WHAT THE TASK REQUIRES:
From the data below, return the exact lines starting at the line containing "concurrent merges interleave." and ending at the line containing "assert_eq!(second.skipped, 1);", both included, and nothing else.

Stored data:
# # #

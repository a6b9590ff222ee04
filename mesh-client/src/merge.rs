//! Inventory merge.
//!
//! Applies an inbound [`InventorySnapshot`] to the local store one record at
//! a time using last-write-wins by name. A record that cannot be decoded,
//! carries a bad timestamp or fails to store is counted and skipped; the
//! rest of the snapshot still applies.
//!
//! Lookup and write of a record happen under one lock, so concurrent merges
//! from different peers cannot overwrite a newer record with an older one.

use std::sync::Arc;

use mesh_core::{normalize_updated_at, resolve, Resolution, TimestampError};
use mesh_types::{FoodItemRecord, InventorySnapshot, PersonRecord};
use serde_json::Value;
use thiserror::Error;
use tokio::sync::Mutex;

use crate::store::{InventoryStore, StoreError};

/// Counts from one merge.
#[derive(Debug, Clone, Copy, Default, PartialEq, Eq)]
pub struct MergeSummary {
    /// Records inserted because no local record had the name.
    pub created: usize,
    /// Local records replaced by strictly newer ones.
    pub updated: usize,
    /// Records where the local copy won.
    pub skipped: usize,
    /// Records that could not be applied.
    pub failed: usize,
}

impl MergeSummary {
    /// Total records processed.
    pub fn total(&self) -> usize {
        self.created + self.updated + self.skipped + self.failed
    }

    /// Whether the local store changed.
    pub fn changed(&self) -> bool {
        self.created + self.updated > 0
    }

    fn count(&mut self, resolution: Resolution) {
        match resolution {
            Resolution::Create => self.created += 1,
            Resolution::Replace => self.updated += 1,
            Resolution::Keep => self.skipped += 1,
        }
    }
}

/// Why a single record was not applied.
#[derive(Debug, Error)]
pub enum MergeRecordError {
    /// The record does not have the expected shape.
    #[error("undecodable record: {0}")]
    Decode(#[from] serde_json::Error),

    /// `updatedAt` is present but unusable.
    #[error("invalid updatedAt: {0}")]
    Timestamp(#[from] TimestampError),

    /// The store rejected the lookup or write.
    #[error("store error: {0}")]
    Store(#[from] StoreError),
}

/// Merges inbound snapshots into an [`InventoryStore`].
#[derive(Debug)]
pub struct MergeEngine<S: InventoryStore> {
    store: Arc<S>,
    // Held across find and upsert of one record
    write_lock: Mutex<()>,
}

impl<S: InventoryStore> MergeEngine<S> {
    /// Create an engine writing to `store`.
    pub fn new(store: Arc<S>) -> Self {
        Self {
            store,
            write_lock: Mutex::new(()),
        }
    }

    /// Merge every record of `snapshot`. Never fails as a whole.
    pub async fn merge(&self, snapshot: &InventorySnapshot) -> MergeSummary {
        let mut summary = MergeSummary::default();

        for raw in &snapshot.food_items {
            match self.merge_food_item(raw.clone()).await {
                Ok(resolution) => summary.count(resolution),
                Err(e) => {
                    tracing::warn!(name = record_name(raw), error = %e, "food item not merged");
                    summary.failed += 1;
                }
            }
        }

        for raw in &snapshot.people {
            match self.merge_person(raw.clone()).await {
                Ok(resolution) => summary.count(resolution),
                Err(e) => {
                    tracing::warn!(name = record_name(raw), error = %e, "person not merged");
                    summary.failed += 1;
                }
            }
        }

        summary
    }

    async fn merge_food_item(&self, mut raw: Value) -> Result<Resolution, MergeRecordError> {
        let updated_at = normalize_updated_at(&mut raw)?;
        let incoming: FoodItemRecord = serde_json::from_value(raw)?;

        let _write = self.write_lock.lock().await;
        let existing = self.store.find_food_item_by_name(&incoming.name).await?;
        let resolution = resolve(existing.map(|local| local.updated_at), updated_at);
        if resolution != Resolution::Keep {
            self.store.upsert_food_item(incoming).await?;
        }
        Ok(resolution)
    }

    async fn merge_person(&self, mut raw: Value) -> Result<Resolution, MergeRecordError> {
        let updated_at = normalize_updated_at(&mut raw)?;
        let mut incoming: PersonRecord = serde_json::from_value(raw)?;

        let _write = self.write_lock.lock().await;
        let existing = self.store.find_person_by_name(&incoming.name).await?;
        let resolution = resolve(
            existing.as_ref().map(|local| local.updated_at),
            updated_at,
        );
        if resolution == Resolution::Keep {
            return Ok(resolution);
        }

        // Blank incoming notes never erase local ones
        if incoming.notes.as_deref().map_or(true, str::is_empty) {
            if let Some(local_notes) = existing.and_then(|local| local.notes) {
                incoming.notes = Some(local_notes);
            }
        }
        self.store.upsert_person(incoming).await?;
        Ok(resolution)
    }
}

fn record_name(raw: &Value) -> &str {
    raw.get("name").and_then(Value::as_str).unwrap_or("<unnamed>")
}

#[cfg(test)]
mod tests {
    use super::*;
    use crate::store::MemoryStore;
    use serde_json::json;

    fn engine() -> (MergeEngine<MemoryStore>, MemoryStore) {
        let store = MemoryStore::new();
        (MergeEngine::new(Arc::new(store.clone())), store)
    }

    fn snapshot(food_items: Vec<Value>, people: Vec<Value>) -> InventorySnapshot {
        InventorySnapshot {
            food_items,
            people,
            timestamp: Some(1),
        }
    }

    fn rice(quantity: f64, updated_at: Option<i64>) -> FoodItemRecord {
        FoodItemRecord {
            name: "Rice".into(),
            quantity,
            unit: "kg".into(),
            calories_per_unit: 3600.0,
            expiry_date: None,
            notes: None,
            updated_at,
        }
    }

    async fn stored_rice(store: &MemoryStore) -> FoodItemRecord {
        store.find_food_item_by_name("Rice").await.unwrap().unwrap()
    }

    #[tokio::test]
    async fn empty_store_creates_record() {
        let (engine, store) = engine();
        let summary = engine
            .merge(&snapshot(
                vec![json!({"name": "Rice", "quantity": 5, "updatedAt": 100})],
                vec![],
            ))
            .await;

        assert_eq!(summary.created, 1);
        assert_eq!(store.food_item_count(), 1);
        let item = stored_rice(&store).await;
        assert_eq!(item.quantity, 5.0);
        assert_eq!(item.updated_at, Some(100));
    }

    #[tokio::test]
    async fn older_incoming_is_skipped() {
        let (engine, store) = engine();
        store.insert_food_item(rice(5.0, Some(100)));

        let summary = engine
            .merge(&snapshot(
                vec![json!({"name": "Rice", "quantity": 2, "updatedAt": 50})],
                vec![],
            ))
            .await;

        assert_eq!(summary.skipped, 1);
        assert_eq!(stored_rice(&store).await, rice(5.0, Some(100)));
    }

    #[tokio::test]
    async fn newer_incoming_replaces() {
        let (engine, store) = engine();
        store.insert_food_item(rice(5.0, Some(100)));

        let summary = engine
            .merge(&snapshot(
                vec![json!({"name": "Rice", "quantity": 2, "unit": "kg", "updatedAt": 150})],
                vec![],
            ))
            .await;

        assert_eq!(summary.updated, 1);
        let item = stored_rice(&store).await;
        assert_eq!(item.quantity, 2.0);
        assert_eq!(item.updated_at, Some(150));
    }

    #[tokio::test]
    async fn timestamp_rules_for_unset_values() {
        let (engine, store) = engine();
        store.insert_food_item(rice(5.0, None));

        // Incoming without a timestamp never replaces
        let summary = engine
            .merge(&snapshot(vec![json!({"name": "Rice", "quantity": 1})], vec![]))
            .await;
        assert_eq!(summary.skipped, 1);

        // Local without a timestamp loses
        let summary = engine
            .merge(&snapshot(
                vec![json!({"name": "Rice", "quantity": 9, "updatedAt": 1})],
                vec![],
            ))
            .await;
        assert_eq!(summary.updated, 1);
        assert_eq!(stored_rice(&store).await.quantity, 9.0);
    }

    #[tokio::test]
    async fn merge_is_idempotent() {
        let (engine, store) = engine();
        let incoming = snapshot(
            vec![
                json!({"name": "Rice", "quantity": 5, "updatedAt": 100}),
                json!({"name": "Beans", "quantity": 12, "updatedAt": 100}),
            ],
            vec![json!({"name": "Ada", "dailyConsumption": 2000, "updatedAt": 100})],
        );

        let first = engine.merge(&incoming).await;
        let second = engine.merge(&incoming).await;

        assert_eq!(first.created, 3);
        assert_eq!(second.skipped, 3);
        assert!(!second.changed());
        assert_eq!(store.food_item_count(), 2);
        assert_eq!(store.person_count(), 1);
    }

    #[tokio::test]
    async fn result_is_independent_of_order() {
        let older = json!({"name": "Rice", "quantity": 1, "updatedAt": 100});
        let newer = json!({"name": "Rice", "quantity": 7, "updatedAt": 200});

        let (forward, forward_store) = engine();
        forward.merge(&snapshot(vec![older.clone()], vec![])).await;
        forward.merge(&snapshot(vec![newer.clone()], vec![])).await;

        let (backward, backward_store) = engine();
        backward.merge(&snapshot(vec![newer], vec![])).await;
        backward.merge(&snapshot(vec![older], vec![])).await;

        assert_eq!(
            stored_rice(&forward_store).await,
            stored_rice(&backward_store).await
        );
        assert_eq!(stored_rice(&forward_store).await.quantity, 7.0);
    }

    #[tokio::test]
    async fn rfc3339_timestamp_is_accepted() {
        let (engine, store) = engine();
        store.insert_food_item(rice(5.0, Some(100)));

        let summary = engine
            .merge(&snapshot(
                vec![json!({"name": "Rice", "quantity": 3, "updatedAt": "2024-05-01T12:00:00Z"})],
                vec![],
            ))
            .await;

        assert_eq!(summary.updated, 1);
        assert_eq!(stored_rice(&store).await.updated_at, Some(1_714_564_800_000));
    }

    #[tokio::test]
    async fn malformed_record_fails_alone() {
        let (engine, store) = engine();
        let summary = engine
            .merge(&snapshot(
                vec![
                    json!({"name": "Rice", "quantity": 5, "updatedAt": "not a date"}),
                    json!({"name": "Beans"}),
                    json!("just a string"),
                    json!({"name": "Oats", "quantity": 3, "updatedAt": 10}),
                ],
                vec![],
            ))
            .await;

        assert_eq!(
            summary,
            MergeSummary {
                created: 1,
                updated: 0,
                skipped: 0,
                failed: 3,
            }
        );
        assert_eq!(store.food_item_count(), 1);
    }

    #[tokio::test]
    async fn store_failure_counts_and_continues() {
        let (engine, store) = engine();
        store.fail_writes_for("Rice");

        let summary = engine
            .merge(&snapshot(
                vec![
                    json!({"name": "Rice", "quantity": 5, "updatedAt": 1}),
                    json!({"name": "Oats", "quantity": 3, "updatedAt": 1}),
                ],
                vec![],
            ))
            .await;

        assert_eq!(summary.failed, 1);
        assert_eq!(summary.created, 1);
        assert_eq!(summary.total(), 2);
    }

    /// Suspends after every lookup so concurrent merges interleave.
    struct YieldingStore(MemoryStore);

    #[async_trait::async_trait]
    impl InventoryStore for YieldingStore {
        async fn list_food_items(&self) -> Result<Vec<FoodItemRecord>, StoreError> {
            self.0.list_food_items().await
        }

        async fn list_people(&self) -> Result<Vec<PersonRecord>, StoreError> {
            self.0.list_people().await
        }

        async fn find_food_item_by_name(
            &self,
            name: &str,
        ) -> Result<Option<FoodItemRecord>, StoreError> {
            let found = self.0.find_food_item_by_name(name).await;
            tokio::task::yield_now().await;
            found
        }

        async fn upsert_food_item(&self, item: FoodItemRecord) -> Result<(), StoreError> {
            self.0.upsert_food_item(item).await
        }

        async fn find_person_by_name(&self, name: &str) -> Result<Option<PersonRecord>, StoreError> {
            let found = self.0.find_person_by_name(name).await;
            tokio::task::yield_now().await;
            found
        }

        async fn upsert_person(&self, person: PersonRecord) -> Result<(), StoreError> {
            self.0.upsert_person(person).await
        }
    }

    #[tokio::test]
    async fn concurrent_merges_keep_newest() {
        let store = MemoryStore::new();
        store.insert_food_item(rice(5.0, Some(100)));
        let engine = MergeEngine::new(Arc::new(YieldingStore(store.clone())));

        let newest = snapshot(
            vec![json!({"name": "Rice", "quantity": 3, "updatedAt": 300})],
            vec![],
        );
        let newer = snapshot(
            vec![json!({"name": "Rice", "quantity": 2, "updatedAt": 200})],
            vec![],
        );
        let (first, second) = tokio::join!(engine.merge(&newest), engine.merge(&newer));

        assert_eq!(first.updated, 1);
        assert_eq!(second.skipped, 1);
        let item = stored_rice(&store).await;
        assert_eq!(item.updated_at, Some(300));
        assert_eq!(item.quantity, 3.0);
    }

    #[tokio::test]
    async fn person_keeps_local_notes_when_incoming_has_none() {
        let (engine, store) = engine();
        store.insert_person(PersonRecord {
            name: "Ada".into(),
            daily_consumption: 2000.0,
            dietary_restrictions: None,
            notes: Some("allergic to peanuts".into()),
            updated_at: Some(100),
        });

        let summary = engine
            .merge(&snapshot(
                vec![],
                vec![json!({"name": "Ada", "dailyConsumption": 2200, "notes": "", "updatedAt": 200})],
            ))
            .await;

        assert_eq!(summary.updated, 1);
        let person = store.find_person_by_name("Ada").await.unwrap().unwrap();
        assert_eq!(person.daily_consumption, 2200.0);
        assert_eq!(person.notes.as_deref(), Some("allergic to peanuts"));
    }

    #[tokio::test]
    async fn person_notes_replaced_when_incoming_has_some() {
        let (engine, store) = engine();
        store.insert_person(PersonRecord {
            name: "Ada".into(),
            daily_consumption: 2000.0,
            dietary_restrictions: None,
            notes: Some("old".into()),
            updated_at: Some(100),
        });

        engine
            .merge(&snapshot(
                vec![],
                vec![json!({"name": "Ada", "dailyConsumption": 2000, "notes": "new", "updatedAt": 200})],
            ))
            .await;

        let person = store.find_person_by_name("Ada").await.unwrap().unwrap();
        assert_eq!(person.notes.as_deref(), Some("new"));
    }
}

# # #

EXPECTED ANSWER:
    /// Suspends after every lookup so concurrent merges interleave.
    struct YieldingStore(MemoryStore);

    #[async_trait::async_trait]
    impl InventoryStore for YieldingStore {
        async fn list_food_items(&self) -> Result<Vec<FoodItemRecord>, StoreError> {
            self.0.list_food_items().await
        }

        async fn list_people(&self) -> Result<Vec<PersonRecord>, StoreError> {
            self.0.list_people().await
        }

        async fn find_food_item_by_name(
            &self,
            name: &str,
        ) -> Result<Option<FoodItemRecord>, StoreError> {
            let found = self.0.find_food_item_by_name(name).await;
            tokio::task::yield_now().await;
            found
        }

        async fn upsert_food_item(&self, item: FoodItemRecord) -> Result<(), StoreError> {
            self.0.upsert_food_item(item).await
        }

        async fn find_person_by_name(&self, name: &str) -> Result<Option<PersonRecord>, StoreError> {
            let found = self.0.find_person_by_name(name).await;
            tokio::task::yield_now().await;
            found
        }

        async fn upsert_person(&self, person: PersonRecord) -> Result<(), StoreError> {
            self.0.upsert_person(person).await
        }
    }

    #[tokio::test]
    async fn concurrent_merges_keep_newest() {
        let store = MemoryStore::new();
        store.insert_food_item(rice(5.0, Some(100)));
        let engine = MergeEngine::new(Arc::new(YieldingStore(store.clone())));

        let newest = snapshot(
            vec![json!({"name": "Rice", "quantity": 3, "updatedAt": 300})],
            vec![],
        );
        let newer = snapshot(
            vec![json!({"name": "Rice", "quantity": 2, "updatedAt": 200})],
            vec![],
        );
        let (first, second) = tokio::join!(engine.merge(&newest), engine.merge(&newer));

        assert_eq!(first.updated, 1);
        assert_eq!(second.skipped, 1);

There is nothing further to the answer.